The activation and recruitment of brown adipose tissue has become an exciting target in the fight against obesity and its related metabolic diseases. Brown adipose tissue differs from white adipose tissue in its critical ability to burn energy as heat through UCP-1 driven adaptive thermogenesis. Expression of mitochondrial UCP-1 uncouples oxidative phosphorylation, resulting in accelerated substrate oxidation but low ATP production. The resulting dissipation of energy is associated with plasma triglyceride clearance, a key factor in weight loss. The brown adipose depot has long been known to exist in rodents as well as in human infants. However, recent evidence has demonstrated the existence of active brown adipose tissue in human adults. These findings prompted a resurgence of research focusing on both the activation of brown adipose tissue and the browning of white adipose tissue, a phenomenon wherein UCP-1-mediated mitochondrial uncoupling is induced by stimuli. Studies using rodent models have demonstrated that brown fat activation or induction of browning can promote beneficial metabolic effects, and promising therapeutic targets have been identified. However, the therapeutic potential of these targets has not been confirmed due to the lack of a widely available human brown adipocyte model. Therefore, there is a pronounced need to validate existing therapeutic targets in the human system. ZenBio will address this need by providing both a primary and immortalized human brown adipocyte cell culture system to the research community and will utilize these tools to establish a screen to identify activators of human brown adipogenesis. The principal goal of this project is to generate and characterize a human adult brown adipocyte cell system. We will achieve this in a stepwise fashion, beginning with an initial feasibility study focused on human fetal brown adipocytes.

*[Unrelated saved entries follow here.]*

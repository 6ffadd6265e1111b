//! Per-city geographic centroids.
//!
//! Plain arithmetic mean of latitude and longitude, no geodesic
//! correction. Used only to anchor correlation links on the map.

use std::collections::BTreeMap;

use crime_corr_analytics_models::CityCentroid;
use crime_corr_crime_models::Event;

/// Computes one centroid per city, sorted by city name.
#[allow(clippy::cast_precision_loss)]
#[must_use]
pub fn compute(events: &[Event]) -> Vec<CityCentroid> {
    let mut sums: BTreeMap<&str, (f64, f64, u64)> = BTreeMap::new();
    for event in events {
        let entry = sums.entry(event.city.as_str()).or_insert((0.0, 0.0, 0));
        entry.0 += event.latitude;
        entry.1 += event.longitude;
        entry.2 += 1;
    }

    sums.into_iter()
        .map(|(city, (lat_sum, lon_sum, n))| CityCentroid {
            city: city.to_owned(),
            latitude: lat_sum / n as f64,
            longitude: lon_sum / n as f64,
            event_count: n,
        })
        .collect()
}

/// Finds a city's centroid in a list sorted by city name.
#[must_use]
pub fn lookup<'a>(centroids: &'a [CityCentroid], city: &str) -> Option<&'a CityCentroid> {
    centroids
        .binary_search_by(|c| c.city.as_str().cmp(city))
        .ok()
        .map(|i| &centroids[i])
}

#[cfg(test)]
mod tests {
    use super::*;
    use crate::test_support::{repeat, three_events};

    #[test]
    fn single_location_cities_keep_their_coordinates() {
        let centroids = compute(&three_events());
        let a = lookup(&centroids, "CityA").unwrap();
        let b = lookup(&centroids, "CityB").unwrap();
        assert_eq!((a.latitude, a.longitude), (10.0, 20.0));
        assert_eq!((b.latitude, b.longitude), (30.0, 40.0));
        assert_eq!(a.event_count, 2);
        assert!(lookup(&centroids, "CityZ").is_none());
    }

    #[test]
    fn averages_latitude_and_longitude_independently() {
        let mut events = repeat("Denver", "theft", 1, 39.0, -105.0);
        events.extend(repeat("Denver", "theft", 1, 40.0, -104.0));
        events.extend(repeat("Denver", "assault", 2, 39.5, -104.5));
        let centroids = compute(&events);
        assert_eq!(centroids.len(), 1);
        assert!((centroids[0].latitude - 39.5).abs() < 1e-12);
        assert!((centroids[0].longitude + 104.5).abs() < 1e-12);
    }
}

Aim I will use functional and genomic analyses to generate a widely available fetal brown adipocyte model which will be used as a tool to establish the adult cell system. The fetal model will be developed first due to the comparative ease of detecting fetal brown adipose tissue and its ready availability through existing procurement agencies.
The second aim i s to generate and characterize an immortalized fetal brown adipocyte system for high throughput/high content screening. These cells will circumvent the limited material and lifespan of primary cells and allow for the development of a high throughput screening platform to identify novel targets of brown adipocyte activation. Phase I will be expanded in Phase II with the goal of characterizing and commercializing the human adult brown adipocyte system from donors of differing BMI, age, gender and diabetic state. These studies will generate both primary and immortalized human adult adipocyte cells which will be used to identify novel targets of brown adipocyte energy expenditure for the treatment of obesity.
The worldwide prevalence of obesity and its related diseases is at epidemic proportions necessitating novel therapeutic approaches. The recent identification of human adult brown fat has led researchers to investigate new ways to increase this beneficial adipose tissue to deter obesity related diseases. We will generate human brown adipocyte systems that can be used to discover and validate novel therapeutic modalities.